*WORK TO COMPLETE:*
Reproduce the entries in full, with no changes.

:::::

//! Shared fixtures for worker integration tests.

#![allow(dead_code)]

use std::path::{Path, PathBuf};
use std::time::Duration;

use reel_models::{Job, JobRequest};
use reel_worker::{JobManager, WorkerConfig};
use tempfile::TempDir;

/// Small frames keep FFmpeg-backed tests fast.
pub const TEST_TARGET_HEIGHT: u32 = 320;

pub fn manager(root: &TempDir) -> JobManager {
    let mut config = WorkerConfig::default().with_uploads_root(root.path());
    config.target_height = TEST_TARGET_HEIGHT;
    config.fps = 15;
    let manager = JobManager::new(config);
    manager.start();
    manager
}

/// Submit and wait for the job to finish.
pub async fn run(manager: &JobManager, request: JobRequest) -> Job {
    let response = manager.submit(request).await.expect("submit failed");
    tokio::time::timeout(
        Duration::from_secs(120),
        manager.wait_for_terminal(&response.job_id, Duration::from_millis(20)),
    )
    .await
    .expect("job did not finish in time")
    .expect("job vanished")
}

/// Options for a generated test clip.
#[derive(Debug, Clone, Copy)]
pub struct ClipOptions {
    pub width: u32,
    pub height: u32,
    pub seconds: f64,
    pub audio: bool,
    /// Display rotation to tag the clip with
    pub rotation: Option<u32>,
}

impl Default for ClipOptions {
    fn default() -> Self {
        Self {
            width: 320,
            height: 180,
            seconds: 3.0,
            audio: true,
            rotation: None,
        }
    }
}

async fn ffmpeg(args: &[String]) {
    let output = tokio::process::Command::new("ffmpeg")
        .args(args)
        .output()
        .await
        .expect("ffmpeg not runnable");
    assert!(
        output.status.success(),
        "fixture generation failed: {}",
        String::from_utf8_lossy(&output.stderr)
    );
}

fn strings(args: &[&str]) -> Vec<String> {
    args.iter().map(|s| s.to_string()).collect()
}

/// Generate a `testsrc` clip (with a sine tone when `audio` is set).
pub async fn make_clip(dir: &Path, name: &str, options: ClipOptions) -> PathBuf {
    let path = dir.join(name);
    let encoded = match options.rotation {
        Some(_) => dir.join(format!("unrotated_{}", name)),
        None => path.clone(),
    };

    let mut args = strings(&["-y", "-hide_banner", "-v", "error", "-f", "lavfi", "-i"]);
    args.push(format!(
        "testsrc=size={}x{}:rate=30:duration={}",
        options.width, options.height, options.seconds
    ));
    if options.audio {
        args.extend(strings(&["-f", "lavfi", "-i"]));
        args.push(format!("sine=frequency=440:sample_rate=44100:duration={}", options.seconds));
    }
    // 4:2:0 needs even dimensions
    let pix_fmt = if options.width % 2 == 0 && options.height % 2 == 0 {
        "yuv420p"
    } else {
        "yuv444p"
    };
    args.extend(strings(&["-c:v", "libx264", "-preset", "ultrafast", "-pix_fmt", pix_fmt]));
    if options.audio {
        args.extend(strings(&["-c:a", "aac", "-shortest"]));
    }
    args.push(encoded.to_string_lossy().to_string());
    ffmpeg(&args).await;

    if let Some(rotation) = options.rotation {
        let mut args = strings(&["-y", "-hide_banner", "-v", "error", "-display_rotation:v:0"]);
        args.push(rotation.to_string());
        args.push("-i".into());
        args.push(encoded.to_string_lossy().to_string());
        args.extend(strings(&["-c", "copy"]));
        args.push(path.to_string_lossy().to_string());
        ffmpeg(&args).await;
    }
    path
}

/// Generate a sine music track.
pub async fn make_music(dir: &Path, seconds: f64) -> PathBuf {
    let path = dir.join("music.m4a");
    let mut args = strings(&["-y", "-hide_banner", "-v", "error", "-f", "lavfi", "-i"]);
    args.push(format!("sine=frequency=220:sample_rate=48000:duration={}", seconds));
    args.extend(strings(&["-c:a", "aac"]));
    args.push(path.to_string_lossy().to_string());
    ffmpeg(&args).await;
    path
}

/// Local file behind a `/photos/...` artifact URL.
pub fn artifact_path(root: &TempDir, url: &str) -> PathBuf {
    let relative = url.strip_prefix("/photos/").expect("not a public url");
    root.path().join(relative)
}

:::::

*RESPONSE:*
//! Shared fixtures for worker integration tests.

#![allow(dead_code)]

use std::path::{Path, PathBuf};
use std::time::Duration;

use reel_models::{Job, JobRequest};
use reel_worker::{JobManager, WorkerConfig};
use tempfile::TempDir;

/// Small frames keep FFmpeg-backed tests fast.
pub const TEST_TARGET_HEIGHT: u32 = 320;

pub fn manager(root: &TempDir) -> JobManager {
    let mut config = WorkerConfig::default().with_uploads_root(root.path());
    config.target_height = TEST_TARGET_HEIGHT;
    config.fps = 15;
    let manager = JobManager::new(config);
    manager.start();
    manager
}

/// Submit and wait for the job to finish.
pub async fn run(manager: &JobManager, request: JobRequest) -> Job {
    let response = manager.submit(request).await.expect("submit failed");
    tokio::time::timeout(
        Duration::from_secs(120),
        manager.wait_for_terminal(&response.job_id, Duration::from_millis(20)),
    )
    .await
    .expect("job did not finish in time")
    .expect("job vanished")
}

/// Options for a generated test clip.
#[derive(Debug, Clone, Copy)]
pub struct ClipOptions {
    pub width: u32,
    pub height: u32,
    pub seconds: f64,
    pub audio: bool,
    /// Display rotation to tag the clip with
    pub rotation: Option<u32>,
}

impl Default for ClipOptions {
    fn default() -> Self {
        Self {
            width: 320,
            height: 180,
            seconds: 3.0,
            audio: true,
            rotation: None,
        }
    }
}

async fn ffmpeg(args: &[String]) {
    let output = tokio::process::Command::new("ffmpeg")
        .args(args)
        .output()
        .await
        .expect("ffmpeg not runnable");
    assert!(
        output.status.success(),
        "fixture generation failed: {}",
        String::from_utf8_lossy(&output.stderr)
    );
}

fn strings(args: &[&str]) -> Vec<String> {
    args.iter().map(|s| s.to_string()).collect()
}

/// Generate a `testsrc` clip (with a sine tone when `audio` is set).
pub async fn make_clip(dir: &Path, name: &str, options: ClipOptions) -> PathBuf {
    let path = dir.join(name);
    let encoded = match options.rotation {
        Some(_) => dir.join(format!("unrotated_{}", name)),
        None => path.clone(),
    };

    let mut args = strings(&["-y", "-hide_banner", "-v", "error", "-f", "lavfi", "-i"]);
    args.push(format!(
        "testsrc=size={}x{}:rate=30:duration={}",
        options.width, options.height, options.seconds
    ));
    if options.audio {
        args.extend(strings(&["-f", "lavfi", "-i"]));
        args.push(format!("sine=frequency=440:sample_rate=44100:duration={}", options.seconds));
    }
    // 4:2:0 needs even dimensions
    let pix_fmt = if options.width % 2 == 0 && options.height % 2 == 0 {
        "yuv420p"
    } else {
        "yuv444p"
    };
    args.extend(strings(&["-c:v", "libx264", "-preset", "ultrafast", "-pix_fmt", pix_fmt]));
    if options.audio {
        args.extend(strings(&["-c:a", "aac", "-shortest"]));
    }
    args.push(encoded.to_string_lossy().to_string());
    ffmpeg(&args).await;

    if let Some(rotation) = options.rotation {
        let mut args = strings(&["-y", "-hide_banner", "-v", "error", "-display_rotation:v:0"]);
        args.push(rotation.to_string());
        args.push("-i".into());
        args.push(encoded.to_string_lossy().to_string());
        args.extend(strings(&["-c", "copy"]));
        args.push(path.to_string_lossy().to_string());
        ffmpeg(&args).await;
    }
    path
}

/// Generate a sine music track.
pub async fn make_music(dir: &Path, seconds: f64) -> PathBuf {
    let path = dir.join("music.m4a");
    let mut args = strings(&["-y", "-hide_banner", "-v", "error", "-f", "lavfi", "-i"]);
    args.push(format!("sine=frequency=220:sample_rate=48000:duration={}", seconds));
    args.extend(strings(&["-c:a", "aac"]));
    args.push(path.to_string_lossy().to_string());
    ffmpeg(&args).await;
    path
}

/// Local file behind a `/photos/...` artifact URL.
pub fn artifact_path(root: &TempDir, url: &str) -> PathBuf {
    let relative = url.strip_prefix("/photos/").expect("not a public url");
    root.path().join(relative)
}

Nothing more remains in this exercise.